I recall a power outage in North Sydney in the late 1990’s. The company had backup batteries, but the computer room was pitch black. There was no power in the batteries. Today we have other types of outages. For example, if our servers are not located in Australia, will the other country be exposed to typhoons? If our Internet service goes down, such as email failing for seven days, what would we have as backup to keep running? Again, in the 1990’s a famous Australian company almost lost it computer and data, for the entire company. I restored that system but was at a point in the restoration where I knew that when I pressed the ENTER key it would either fail completely, forever, or recover. I was in discussion with other professionals during the process. It recovered. During the outage, the company was able to use written books and ledgers to continue their business.

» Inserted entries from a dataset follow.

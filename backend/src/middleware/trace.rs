//! Tracing middleware attaching a request-scoped trace identifier.
//!
//! Each request runs inside [`TraceId::scope`] with a fresh UUID. The same
//! value is echoed in the `trace-id` response header and captured by domain
//! errors created while handling the request.

use std::task::{Context, Poll};

use actix_web::Error;
use actix_web::dev::{Service, ServiceRequest, ServiceResponse, Transform};
use actix_web::http::header::{HeaderName, HeaderValue};
use futures_util::future::{LocalBoxFuture, Ready, ready};
use tracing::{Instrument, error, info_span};

use crate::domain::{TRACE_ID_HEADER, TraceId};

/// Tracing middleware attaching a request-scoped UUID and
/// adding a `trace-id` header to every response.
///
/// # Examples
/// ```
/// use actix_web::App;
/// use headshot_backend::Trace;
///
/// let app = App::new().wrap(Trace);
/// ```
#[derive(Clone)]
pub struct Trace;

impl<S, B> Transform<S, ServiceRequest> for Trace
where
    S: Service<ServiceRequest, Response = ServiceResponse<B>, Error = Error> + 'static,
    S::Future: 'static,
    B: 'static,
{
    type Response = ServiceResponse<B>;
    type Error = Error;
    type InitError = ();
    type Transform = TraceMiddleware<S>;
    type Future = Ready<Result<Self::Transform, Self::InitError>>;

    fn new_transform(&self, service: S) -> Self::Future {
        ready(Ok(TraceMiddleware { service }))
    }
}

/// Service wrapper produced by [`Trace`].
pub struct TraceMiddleware<S> {
    service: S,
}

impl<S, B> Service<ServiceRequest> for TraceMiddleware<S>
where
    S: Service<ServiceRequest, Response = ServiceResponse<B>, Error = Error> + 'static,
    S::Future: 'static,
    B: 'static,
{
    type Response = ServiceResponse<B>;
    type Error = Error;
    type Future = LocalBoxFuture<'static, Result<Self::Response, Self::Error>>;

    fn poll_ready(&self, cx: &mut Context<'_>) -> Poll<Result<(), Self::Error>> {
        self.service.poll_ready(cx)
    }

    fn call(&self, req: ServiceRequest) -> Self::Future {
        let trace_id = TraceId::generate();
        let span = info_span!(
            "request",
            %trace_id,
            method = %req.method(),
            path = %req.path()
        );
        let header_value = trace_id.to_string();
        let fut = TraceId::scope(trace_id, self.service.call(req));
        Box::pin(
            async move {
                let mut res = fut.await?;
                match HeaderValue::from_str(&header_value) {
                    Ok(value) => {
                        res.response_mut()
                            .headers_mut()
                            .insert(HeaderName::from_static(TRACE_ID_HEADER), value);
                    }
                    Err(error) => {
                        error!(%error, "failed to encode trace identifier header");
                    }
                }
                Ok(res)
            }
            .instrument(span),
        )
    }
}

#[cfg(test)]
mod tests {
    use super::*;
    use crate::domain::Error as DomainError;
    use actix_web::{App, HttpResponse, test, web};
    use rstest::rstest;

    async fn call_with<F, Fut, Res>(
        handler: F,
    ) -> (actix_web::dev::ServiceResponse<actix_web::body::BoxBody>, String)
    where
        F: Fn() -> Fut + Clone + 'static,
        Fut: std::future::Future<Output = Res> + 'static,
        Res: actix_web::Responder + 'static,
    {
        let app =
            test::init_service(App::new().wrap(Trace).route("/", web::get().to(handler))).await;
        let res = test::call_service(&app, test::TestRequest::get().uri("/").to_request()).await;
        let trace_id = res
            .headers()
            .get(TRACE_ID_HEADER)
            .expect("trace id header")
            .to_str()
            .expect("header is ascii")
            .to_owned();
        (res, trace_id)
    }

    #[rstest]
    #[actix_web::test]
    async fn exposes_trace_id_in_handler() {
        let (res, trace_id) = call_with(|| async move {
            let id = TraceId::current().expect("trace id in scope");
            HttpResponse::Ok().body(id.to_string())
        })
        .await;

        let body = test::read_body(res).await;
        assert_eq!(std::str::from_utf8(&body).expect("utf8 body"), trace_id);
    }

    #[rstest]
    #[actix_web::test]
    async fn errors_carry_the_request_trace_id() {
        let (res, trace_id) = call_with(|| async move {
            Err::<HttpResponse, _>(DomainError::not_found("missing"))
        })
        .await;

        let body: DomainError = test::read_body_json(res).await;
        assert_eq!(body.trace_id(), Some(trace_id.as_str()));
    }

    #[rstest]
    #[actix_web::test]
    async fn each_request_gets_a_fresh_id() {
        let app = test::init_service(
            App::new()
                .wrap(Trace)
                .route("/", web::get().to(|| async { HttpResponse::Ok().finish() })),
        )
        .await;
        let first = test::call_service(&app, test::TestRequest::get().uri("/").to_request()).await;
        let second = test::call_service(&app, test::TestRequest::get().uri("/").to_request()).await;

        assert_ne!(
            first.headers().get(TRACE_ID_HEADER),
            second.headers().get(TRACE_ID_HEADER)
        );
    }
}
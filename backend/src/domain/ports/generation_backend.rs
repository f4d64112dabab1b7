//! Port for the remote image transformation service.
//!
//! The service is opaque: it accepts an image and answers with a payload whose
//! shape is interpreted later by the response normalizer. Adapters must not
//! retry on their own.

use async_trait::async_trait;
use serde_json::{Value, json};

use crate::domain::StagedUpload;
use crate::domain::generation::UpstreamResult;

use super::define_port_error;

define_port_error! {
    /// Errors raised while forwarding an upload.
    pub enum GenerationBackendError {
        /// The request could not be sent or the reply could not be read.
        Transport { message: String } =>
            "upstream request failed: {message}",
        /// The time budget elapsed before a reply arrived.
        Timeout { message: String } =>
            "upstream timed out: {message}",
        /// The service answered with a non-success status.
        Rejected { status: u16, body: Value } =>
            "upstream rejected the request with status {status}",
    }
}

/// Port for forwarding a staged upload to the compute service.
#[cfg_attr(test, mockall::automock)]
#[async_trait]
pub trait GenerationBackend: Send + Sync {
    /// Send the staged image and return the decoded reply.
    async fn forward(&self, upload: &StagedUpload)
    -> Result<UpstreamResult, GenerationBackendError>;
}

/// Fixture backend answering every request with the same image URL.
#[derive(Debug, Default, Clone, Copy)]
pub struct FixtureGenerationBackend;

/// Image URL returned by [`FixtureGenerationBackend`].
pub const FIXTURE_IMAGE_URL: &str = "https://images.example.invalid/headshot.png";

#[async_trait]
impl GenerationBackend for FixtureGenerationBackend {
    async fn forward(
        &self,
        _upload: &StagedUpload,
    ) -> Result<UpstreamResult, GenerationBackendError> {
        Ok(UpstreamResult::new(json!({ "url": FIXTURE_IMAGE_URL })))
    }
}
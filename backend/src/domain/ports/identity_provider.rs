//! Port for resolving bearer credentials to account identities.

use async_trait::async_trait;

use crate::domain::UserId;

use super::define_port_error;

define_port_error! {
    /// Errors raised while resolving a credential.
    pub enum IdentityProviderError {
        /// The credential is not in the expected format.
        Malformed { message: String } => "malformed credential: {message}",
        /// The credential is well formed but not valid.
        Rejected => "credential rejected",
    }
}

/// Port mapping an opaque bearer token onto a [`UserId`].
#[cfg_attr(test, mockall::automock)]
#[async_trait]
pub trait IdentityProvider: Send + Sync {
    /// Resolve `token` to the identity it was issued for.
    async fn resolve(&self, token: &str) -> Result<UserId, IdentityProviderError>;
}

/// Fixture provider that treats any UUID token as that user's identity.
#[derive(Debug, Default, Clone, Copy)]
pub struct FixtureIdentityProvider;

#[async_trait]
impl IdentityProvider for FixtureIdentityProvider {
    async fn resolve(&self, token: &str) -> Result<UserId, IdentityProviderError> {
        UserId::new(token).map_err(|err| IdentityProviderError::malformed(err.to_string()))
    }
}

Another business, a hotel group, almost lost its data too. These critical situations were largely about insufficient disaster recovery backups and old IT systems. I cannot underestimate the need to keep reasonable pace with technology. If you are still stuck on WordPress version 3 !!! you have an exposure. If you are on PHP version5 or even today continuing on PHP 7.2 you have exposure.

Even highly regarded WordPress plugins can fail when they are upgraded, so a recovery is in terms of alternative plugins until the authors fix their plugins.

Another problem today is more important and obvious. That is the variable loads placed on systems. Most websites do not have this problem, but there are public sites of significant importance that have not built into them an architecture to sustain variable peak loads. To me this is not acceptable. Even some “lesser” websites have not been architected to meet reasonable public peak demand, so the sites are slow or freeze. Some sites may look good, but are they using caching tools and CDN? These are real problems. If your car sputtered at each set of lights or cross roads and you found ti difficult to drive off the mark, you would not put up with that. This however is exactly what a growing number of websites in the public domain are doing. I have no answer to this other than to say there are system architects who can design responsive systems, and that certain categories or segments of industry and government should be held to account to meet specific standards – as there are no such standard in place at present. Imagine a service could put a label on their site to day it meets industry standard ABC level 1, or ABC level 2 and so on. Then we know where we stand.

As an example of tomfoolery, data centers must record metrix (data) on their outages, show how they address an outage problem with staff training and system changes, and pay penalties. These are real drivers. But, we find some entities advertising to the public that they have near 100% uptime and yet have no such processes in place, so the experience is that the services fail and people jump onto the forums to give their stories about excessive and painful downtime.

We need standards – but they are only met by those corporations who have a good IT culture, finances, architects, and best practices.